Ein Startup aus Neuss sorgt gerade für Aufsehen in der Recycling-Branche: Die Schrottbienen wollen kräftig wachsen und haben dafür gleich 20 neue Stellen ausgeschrieben. Das Ziel? Von der aktuellen Teamgröße auf sagenhafte 100 Mitarbeiter skalieren. Das klingt nach einem Plan, der so ambitioniert ist wie der Name des Unternehmens selbst.1
Wer jetzt denkt: „Schrottsammeln, ist das wirklich eine Zukunftsbranche?“ — ja, definitiv.
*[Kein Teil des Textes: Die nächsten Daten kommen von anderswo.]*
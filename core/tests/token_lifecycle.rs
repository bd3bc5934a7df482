//! End-to-end token lifecycle through the public API

use std::collections::BTreeSet;
use std::sync::Arc;
use std::time::Duration;

use ag_core::errors::{AuthError, DomainError, TokenError};
use ag_core::repositories::{MemoryRevocationStore, MemoryUserDirectory, RevocationStore};
use ag_core::services::token::{manual_ticker, token_identity};
use ag_core::{
    AuthService, AuthServiceConfig, CleanupConfig, CleanupScheduler, ExtraClaims, ManualClock,
    PasswordVerifier, RegisterRequest, Role, TokenClass, TokenService, TokenServiceConfig,
};
use async_trait::async_trait;
use chrono::{TimeZone, Utc};

struct PlainPasswords;

#[async_trait]
impl PasswordVerifier for PlainPasswords {
    async fn hash(&self, plaintext: &str) -> Result<String, DomainError> {
        Ok(plaintext.chars().rev().collect())
    }

    async fn matches(&self, plaintext: &str, hash: &str) -> Result<bool, DomainError> {
        Ok(plaintext.chars().rev().collect::<String>() == hash)
    }
}

struct Fixture {
    tokens: Arc<TokenService<MemoryRevocationStore>>,
    store: Arc<MemoryRevocationStore>,
    clock: Arc<ManualClock>,
    auth: AuthService<MemoryUserDirectory, PlainPasswords, MemoryRevocationStore>,
}

fn fixture() -> Fixture {
    let clock = Arc::new(ManualClock::new(
        Utc.timestamp_opt(1_700_000_000, 0).unwrap(),
    ));
    let store = Arc::new(MemoryRevocationStore::new());
    let config = TokenServiceConfig {
        secret: "integration-secret-at-least-32-bytes".to_string(),
        access_token_expiry_ms: 60_000,
        refresh_token_expiry_ms: 300_000,
        store_timeout: Duration::from_millis(250),
    };
    let tokens = Arc::new(TokenService::new(store.clone(), clock.clone(), config).unwrap());
    let auth = AuthService::new(
        Arc::new(MemoryUserDirectory::new()),
        Arc::new(PlainPasswords),
        tokens.clone(),
        AuthServiceConfig::default(),
    );

    Fixture {
        tokens,
        store,
        clock,
        auth,
    }
}

fn basic() -> BTreeSet<Role> {
    BTreeSet::from([Role::BasicUser])
}

#[tokio::test]
async fn access_token_expires_after_its_lifetime() {
    let f = fixture();
    let token = f
        .tokens
        .issue("u1", &basic(), ExtraClaims::new(), TokenClass::Access)
        .unwrap();

    let claims = f.tokens.validate(&token, TokenClass::Access).await.unwrap();
    assert_eq!(claims.sub, "u1");
    assert_eq!(claims.roles, basic());

    f.clock.advance_ms(61_000);
    let err = f.tokens.validate(&token, TokenClass::Access).await.unwrap_err();
    assert!(matches!(err, DomainError::Token(TokenError::Expired)));
}

#[tokio::test]
async fn revoked_refresh_token_cannot_refresh_but_login_still_works() {
    let f = fixture();
    let session = f
        .auth
        .register(RegisterRequest::new("u1", "u1@example.com", "pa55word"))
        .await
        .unwrap();

    f.tokens
        .revoke(&session.refresh_token, TokenClass::Refresh)
        .await
        .unwrap();

    let err = f.auth.refresh(&session.refresh_token).await.unwrap_err();
    assert!(matches!(
        err,
        DomainError::Auth(AuthError::InvalidRefreshToken { .. })
    ));

    let login = f.auth.login("u1@example.com", "pa55word").await.unwrap();
    assert_ne!(login.refresh_token, session.refresh_token);
    assert!(f
        .tokens
        .validate(&login.refresh_token, TokenClass::Refresh)
        .await
        .is_ok());
}

#[tokio::test]
async fn revocation_outlives_expiry_until_swept() {
    let f = fixture();
    let token = f
        .tokens
        .issue("u1", &basic(), ExtraClaims::new(), TokenClass::Access)
        .unwrap();
    f.tokens.revoke(&token, TokenClass::Access).await.unwrap();

    let identity = token_identity(&token);
    assert!(f.store.exists(&identity, TokenClass::Access).await.unwrap());

    f.clock.advance_ms(120_000);
    let err = f.tokens.validate(&token, TokenClass::Access).await.unwrap_err();
    assert!(matches!(err, DomainError::Token(TokenError::Revoked)));

    let scheduler = Arc::new(CleanupScheduler::new(
        f.tokens.clone(),
        CleanupConfig::default(),
    ));
    let (ticker, trigger) = manual_ticker();
    let handle = scheduler.spawn(ticker).unwrap();

    assert!(trigger.fire().await);
    assert!(!f.store.exists(&identity, TokenClass::Access).await.unwrap());

    // Still rejected, now by the expiry check
    let err = f.tokens.validate(&token, TokenClass::Access).await.unwrap_err();
    assert!(matches!(err, DomainError::Token(TokenError::Expired)));

    assert_eq!(handle.shutdown().await.unwrap(), 1);
}

#[tokio::test]
async fn logout_ends_the_session() {
    let f = fixture();
    let session = f
        .auth
        .register(RegisterRequest::new("u2", "u2@example.com", "pa55word"))
        .await
        .unwrap();

    let principal = f.tokens.authenticate(&session.access_token).await.unwrap();
    assert_eq!(principal.username(), Some("u2"));

    f.auth
        .logout(&session.access_token, &session.refresh_token)
        .await
        .unwrap();

    assert!(f.tokens.authenticate(&session.access_token).await.is_err());
    assert!(f.auth.refresh(&session.refresh_token).await.is_err());
    assert_eq!(f.store.len().await, 2);
}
Recycling und Kreislaufwirtschaft sind längst keine Nischenthemen mehr, sondern ein echter Wachstumsmarkt. Und die Schrottbienen aus Neuss wollen genau da vorne mit dabei sein.1
Das Neusser Startup verknüpft sein Geschäftsmodell rund ums Recycling mit einem größeren gesellschaftlichen Thema: der Wärmewende. Nachhaltigkeit ist hier also nicht nur ein Buzzword auf der Website, sondern Teil der Unternehmens-DNA.1
Mit den 20 ausgeschriebenen Stellen macht das Team ernst — und wer auf der Suche nach einem Job in einem wachsenden, sinngetriebenen Unternehmen in NRW ist, sollte die Schrottbienen definitiv auf dem Schirm haben. Hier entsteht gerade etwas, das sowohl wirtschaftlich als auch ökologisch Sinn macht.1
Dass sich ein solches Startup ausgerechnet in Nordrhein-Westfalen ansiedelt, überrascht kaum. NRW ist nicht nur das bevölkerungsreichste Bundesland Deutschlands, sondern auch eine Region im Wandel — weg von alten Industrien, hin zu nachhaltigen Geschäftsmodellen. Die Schrottbienen sind ein gutes Beispiel dafür, wie aus einer vermeintlich altmodischen Branche ein modernes, zukunftsorientiertes Unternehmen entstehen kann.1
Für Antenne NRW ist klar: Solche Erfolgsgeschichten aus unserer Region verdienen Aufmerksamkeit. Wir bleiben dran und halten euch auf dem Laufenden, wie sich das Neusser Startup weiterentwickelt.